While in South Korea, Biegun urged North Korea to jump-start negotiations, which have gone nowhere since Trump and Kim held a truncated February summit in Vietnam.
"Let's get this done. We are here and you know how to reach us," Biegun said.
Biegun said the U.S. is well aware of North Korea’s plans for a “Christmas gift,” which analysts and officials say could range from a space satellite launch to an ICBM test. But Biegun also said the U.S. won’t put a time limit on negotiations as Kim appears to have done.
“Let me be absolutely clear: The United States does not have a deadline,” he said.
Biegun did not manage to secure a session with North Korean officials – at least not one publicly announced. An East Asian diplomat following the situation said a Biegun-North Korea meeting would have been be a key indicator of progress for the U.S.
“Beijing and Pyongyang are only a 2-hour flight distance,” the diplomat noted.

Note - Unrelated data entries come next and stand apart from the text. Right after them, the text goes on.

use anyhow::Result;
use sea_orm::{DatabaseConnection, SqlxPostgresConnector};
use sqlx::postgres::PgPoolOptions;

pub type DbPool = sqlx::PgPool;
pub type OrmConn = DatabaseConnection;

/// Create the Postgres pool shared by migrations and the ORM.
pub async fn create_pool(database_url: &str) -> Result<DbPool> {
    let pool = PgPoolOptions::new()
        .max_connections(10)
        .connect(database_url)
        .await?;
    Ok(pool)
}

/// Wrap an existing pool in a SeaORM connection.
pub fn orm_from_pool(pool: DbPool) -> OrmConn {
    SqlxPostgresConnector::from_sqlx_postgres_pool(pool)
}

/// Apply the SQL files in `migrations/` that have not been applied yet.
pub async fn run_migrations(pool: &DbPool) -> Result<()> {
    sqlx::migrate!("./migrations").run(pool).await?;
    Ok(())
}
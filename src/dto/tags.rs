use serde::Serialize;
use utoipa::ToSchema;

use crate::models::ProductTag;

#[derive(Debug, Serialize, ToSchema)]
#[serde(transparent)]
pub struct TagList {
    #[schema(value_type = Vec<ProductTag>)]
    pub items: Vec<ProductTag>,
}
use chrono::NaiveDate;
use sea_orm::ActiveValue::NotSet;
use sea_orm::{ActiveModelTrait, ConnectionTrait, Set, Statement};
use weedly_api::{
    config::JwtConfig,
    db::{create_pool, orm_from_pool, run_migrations},
    dto::{
        IdInput,
        products::RateProductRequest,
        reups::{AddUpdateRequest, CreateReUpRequest, RemoveProductRequest},
    },
    entity::products::{ActiveModel as ProductActive, ProductType},
    error::AppError,
    middleware::auth::{AuthUser, Ctx},
    services::{product_service, reup_service},
    state::AppState,
    validation::SelectOption,
};

// Integration flow: record a ReUp, read it back, remove a product, add an update, delete it.
#[tokio::test]
async fn reup_lifecycle_flow() -> anyhow::Result<()> {
    // Allow skipping when no DB is configured in the environment.
    let database_url = match std::env::var("TEST_DATABASE_URL")
        .or_else(|_| std::env::var("DATABASE_URL"))
    {
        Ok(url) => url,
        Err(_) => {
            eprintln!(
                "Skipping test: set TEST_DATABASE_URL or DATABASE_URL to run integration flow tests."
            );
            return Ok(());
        }
    };

    let state = setup_state(&database_url).await?;
    let alice = Ctx::authenticated(AuthUser::new("alice@example.com"));
    let bob = Ctx::authenticated(AuthUser::new("bob@example.com"));

    let flower = create_product(&state, "Blue Dream", ProductType::Flower, 35.0).await?;
    let edible = create_product(&state, "Calm Gummies", ProductType::Edible, 20.0).await?;

    // Duplicate references are kept as separate rows.
    let created = reup_service::create_reup(
        &state,
        &alice,
        CreateReUpRequest {
            date: NaiveDate::from_ymd_opt(2024, 3, 1).unwrap(),
            title: "Spring Order".into(),
            from: Some("Local Dispensary".into()),
            total: Some(120.5),
            thoughts: None,
            products: Some(vec![
                SelectOption::new(flower, "Blue Dream"),
                SelectOption::new(edible, "Calm Gummies"),
                SelectOption::new(flower, "Blue Dream"),
            ]),
        },
    )
    .await?;
    assert_eq!(created.reup.user, "alice@example.com");
    assert_eq!(created.products.len(), 3);

    let detail = reup_service::get_reup(&state, &alice, IdInput { id: created.reup.id })
        .await?
        .expect("reup visible to its owner");
    assert_eq!(detail.products.len(), 3);
    assert_eq!(detail.reup.from.as_deref(), Some("Local Dispensary"));

    // Other users neither see nor delete it.
    assert!(
        reup_service::get_reup(&state, &bob, IdInput { id: created.reup.id })
            .await?
            .is_none()
    );
    assert!(matches!(
        reup_service::delete_reup(&state, &bob, IdInput { id: created.reup.id }).await,
        Err(AppError::Unauthorized)
    ));

    let removed = reup_service::remove_product(
        &state,
        &alice,
        RemoveProductRequest {
            id: flower,
            re_up_id: created.reup.id,
        },
    )
    .await?;
    assert_eq!(removed.count, 2);

    reup_service::add_update(
        &state,
        &alice,
        AddUpdateRequest {
            id: created.reup.id,
            text: "The gummies were great.".into(),
        },
    )
    .await?;

    let listed = reup_service::list_reups(&state, &alice).await?;
    assert_eq!(listed.items.len(), 1);
    assert_eq!(listed.items[0].products.len(), 1);
    assert_eq!(listed.items[0].updates.len(), 1);

    // Reviews survive their own flow independently of ReUps.
    let review = product_service::rate_product(
        &state,
        &alice,
        RateProductRequest {
            id: edible,
            rating: 5,
            review: "Tasty and calming.".into(),
        },
    )
    .await?;
    assert_eq!(review.rating, 5);
    assert_eq!(product_service::user_ratings(&state, &alice).await?.items.len(), 1);
    assert!(product_service::user_ratings(&state, &bob).await?.items.is_empty());

    let deleted = reup_service::delete_reup(&state, &alice, IdInput { id: created.reup.id }).await?;
    assert_eq!(deleted.id, created.reup.id);
    assert!(reup_service::list_reups(&state, &alice).await?.items.is_empty());

    let orphans = state
        .orm
        .query_one(Statement::from_string(
            state.orm.get_database_backend(),
            "SELECT COUNT(*) AS n FROM reup_products WHERE reup_id NOT IN (SELECT id FROM reups)",
        ))
        .await?
        .map(|row| row.try_get::<i64>("", "n"))
        .transpose()?
        .unwrap_or_default();
    assert_eq!(orphans, 0);

    Ok(())
}

async fn setup_state(database_url: &str) -> anyhow::Result<AppState> {
    let pool = create_pool(database_url).await?;
    run_migrations(&pool).await?;
    let orm = orm_from_pool(pool);

    // Clean tables between runs
    let backend = orm.get_database_backend();
    orm.execute(Statement::from_string(
        backend,
        "TRUNCATE TABLE reup_products, reup_updates, reups, product_reviews, user_product_favorites, user_product_dislikes, product_tag_links, product_tags, products RESTART IDENTITY CASCADE",
    ))
    .await?;

    Ok(AppState::new(
        orm,
        JwtConfig {
            secret: "flow-test-secret".into(),
            issuer: None,
        },
    ))
}

async fn create_product(
    state: &AppState,
    name: &str,
    product_type: ProductType,
    price: f64,
) -> anyhow::Result<i32> {
    let product = ProductActive {
        id: NotSet,
        name: Set(name.to_string()),
        brand: Set("Green Acres".into()),
        description: Set(None),
        product_type: Set(product_type),
        price: Set(price),
    }
    .insert(state.db())
    .await?;

    Ok(product.id)
}
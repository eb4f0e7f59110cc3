use utoipa::{
    Modify, OpenApi,
    openapi::{
        self,
        OpenApi as OpenApiSpec,
        security::{HttpAuthScheme, HttpBuilder, SecurityScheme},
    },
};
use utoipa_scalar::{Scalar, Servable};

use crate::{
    dto::{
        IdInput,
        products::{CreateProductRequest, MarkerList, ProductList, RateProductRequest, ReviewList},
        reups::{
            AddProductsRequest, AddUpdateRequest, CreateReUpRequest, RemoveProductRequest,
            ReUpList, ReplaceReUpRequest, UpdateReUpRequest,
        },
        tags::TagList,
    },
    entity::products::ProductType,
    models::{
        DeleteCount, Product, ProductMarker, ProductMarkerWithProduct, ProductReview,
        ProductReviewWithProduct, ProductTag, ProductWithTags, ReUp, ReUpDetail, ReUpProduct,
        ReUpProductEntry, ReUpUpdate, ReUpWithProducts,
    },
    response::{ApiResponse, ErrorMessage, JsonEnvelope, Meta, Status},
    routes::{health, reups, rpc},
    validation::SelectOption,
};

struct SecurityAddon;

impl Modify for SecurityAddon {
    fn modify(&self, openapi: &mut openapi::OpenApi) {
        let components = openapi.components.get_or_insert_with(Default::default);
        components.add_security_scheme(
            "bearer_auth",
            SecurityScheme::Http(
                HttpBuilder::new()
                    .scheme(HttpAuthScheme::Bearer)
                    .bearer_format("JWT")
                    .build(),
            ),
        );
    }
}

#[derive(OpenApi)]
#[openapi(
    paths(
        health::health_check,
        rpc::call_procedure,
        rpc::query_procedure,
        reups::list_reups,
        reups::create_reup,
        reups::get_reup,
        reups::replace_reup,
        reups::patch_reup,
        reups::delete_reup
    ),
    components(
        schemas(
            ReUp,
            ReUpProduct,
            ReUpProductEntry,
            ReUpUpdate,
            ReUpWithProducts,
            ReUpDetail,
            Product,
            ProductType,
            ProductTag,
            ProductWithTags,
            ProductMarker,
            ProductMarkerWithProduct,
            ProductReview,
            ProductReviewWithProduct,
            DeleteCount,
            IdInput,
            SelectOption<i32>,
            SelectOption<String>,
            CreateReUpRequest,
            UpdateReUpRequest,
            ReplaceReUpRequest,
            AddProductsRequest,
            AddUpdateRequest,
            RemoveProductRequest,
            CreateProductRequest,
            RateProductRequest,
            ReUpList,
            ProductList,
            MarkerList,
            ReviewList,
            TagList,
            rpc::ProcedureValue,
            Meta,
            Status,
            ErrorMessage,
            ApiResponse<rpc::ProcedureValue>,
            JsonEnvelope<ReUpList>,
            JsonEnvelope<ReUpDetail>,
            JsonEnvelope<ErrorMessage>
        )
    ),
    security(
        ("bearer_auth" = [])
    ),
    modifiers(&SecurityAddon),
    tags(
        (name = "Health", description = "Health check endpoint"),
        (name = "Procedures", description = "Named `reups.*`, `products.*` and `tags.*` procedures"),
        (name = "ReUps", description = "REST endpoints for ReUps"),
    )
)]
pub struct ApiDoc;

pub fn scalar_docs() -> Scalar<OpenApiSpec> {
    Scalar::with_url("/docs", ApiDoc::openapi())
}
use sea_orm::entity::prelude::*;

#[derive(Clone, Debug, PartialEq, DeriveEntityModel)]
#[sea_orm(table_name = "reups")]
pub struct Model {
    #[sea_orm(primary_key)]
    pub id: i32,
    pub user: String,
    pub date: Date,
    pub title: String,
    pub source: Option<String>,
    #[sea_orm(column_type = "Double", nullable)]
    pub total: Option<f64>,
    pub thoughts: String,
}

#[derive(Copy, Clone, Debug, EnumIter, DeriveRelation)]
pub enum Relation {
    #[sea_orm(has_many = "super::reup_products::Entity")]
    ReUpProducts,
    #[sea_orm(has_many = "super::reup_updates::Entity")]
    ReUpUpdates,
}

impl Related<super::reup_products::Entity> for Entity {
    fn to() -> RelationDef {
        Relation::ReUpProducts.def()
    }
}

impl Related<super::reup_updates::Entity> for Entity {
    fn to() -> RelationDef {
        Relation::ReUpUpdates.def()
    }
}

impl ActiveModelBehavior for ActiveModel {}
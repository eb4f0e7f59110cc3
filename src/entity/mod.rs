pub mod product_reviews;
pub mod product_tag_links;
pub mod product_tags;
pub mod products;
pub mod reup_products;
pub mod reup_updates;
pub mod reups;
pub mod user_product_dislikes;
pub mod user_product_favorites;

pub use product_reviews::Entity as ProductReviews;
pub use product_tag_links::Entity as ProductTagLinks;
pub use product_tags::Entity as ProductTags;
pub use products::Entity as Products;
pub use reup_products::Entity as ReUpProducts;
pub use reup_updates::Entity as ReUpUpdates;
pub use reups::Entity as ReUps;
pub use user_product_dislikes::Entity as UserProductDislikes;
pub use user_product_favorites::Entity as UserProductFavorites;
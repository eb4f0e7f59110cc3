use std::env;

#[derive(Debug, Clone)]
pub struct AppConfig {
    pub database_url: String,
    pub host: String,
    pub port: u16,
    pub jwt: JwtConfig,
}

/// Verification settings for session tokens issued by the auth provider.
#[derive(Debug, Clone)]
pub struct JwtConfig {
    pub secret: String,
    pub issuer: Option<String>,
}

impl AppConfig {
    pub fn from_env() -> anyhow::Result<Self> {
        let database_url = env::var("DATABASE_URL")?;
        let host = env::var("APP_HOST").unwrap_or_else(|_| "127.0.0.1".to_string());
        let port = env::var("APP_PORT")
            .ok()
            .and_then(|p| p.parse::<u16>().ok())
            .unwrap_or(3000);
        Ok(Self {
            port,
            database_url,
            host,
            jwt: JwtConfig::from_env()?,
        })
    }
}

impl JwtConfig {
    pub fn from_env() -> anyhow::Result<Self> {
        let secret = env::var("JWT_SECRET")
            .map_err(|_| anyhow::anyhow!("JWT_SECRET is not set"))?;
        let issuer = env::var("JWT_ISSUER").ok().filter(|s| !s.is_empty());
        Ok(Self { secret, issuer })
    }
}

Trump, meanwhile, appears to view Election Day as a pseudo-deadline of his own when it comes to North Korea. The president has continued his attempts to curry favor with Kim by personally praising him while simultaneously warning him not to take things too far.“Kim Jong Un is too smart and has far too much to lose, everything actually, if he acts in a hostile way,” Trump tweeted Dec. 8. “He does not want to void his special relationship with the President of the United States or interfere with the U.S. Presidential Election in November. North Korea, under the leadership of Kim Jong Un, has tremendous economic potential, but it must denuclearize as promised.”
The tweet – an extraordinary appeal to an adversary that regularly threatens to incinerate U.S. cities – didn’t appear to have the intended effect. North Korean officials responded by calling Trump “heedless and erratic” and reprising their past insinuations that he may be going senile. They also said his tweets were “corroboration that he feels fear.”
The direct insults were striking because during much of the Trump-Kim romance – Trump once said the pair “fell in love” – Kim and his functionaries avoided criticizing the U.S. president himself, even though they were willing to attack some of his aides.
Trump and Kim have met face-to-face three times: at a historic summit in Singapore in June 2018; in Hanoi in February; and along the North Korean-South Korean border in June.
While the two signed a vague joint statement on denuclearization in Singapore, the relationship stumbled in Vietnam. There, Trump refused to agree to lift numerous U.S. sanctions on North Korea in exchange for what U.S. officials said were limited curbs on its nuclear program. The summit ended early, without a clear plan for the next step. Since then, despite Trump and Biegun’s appeals, and despite the June meeting, there’s been little progress.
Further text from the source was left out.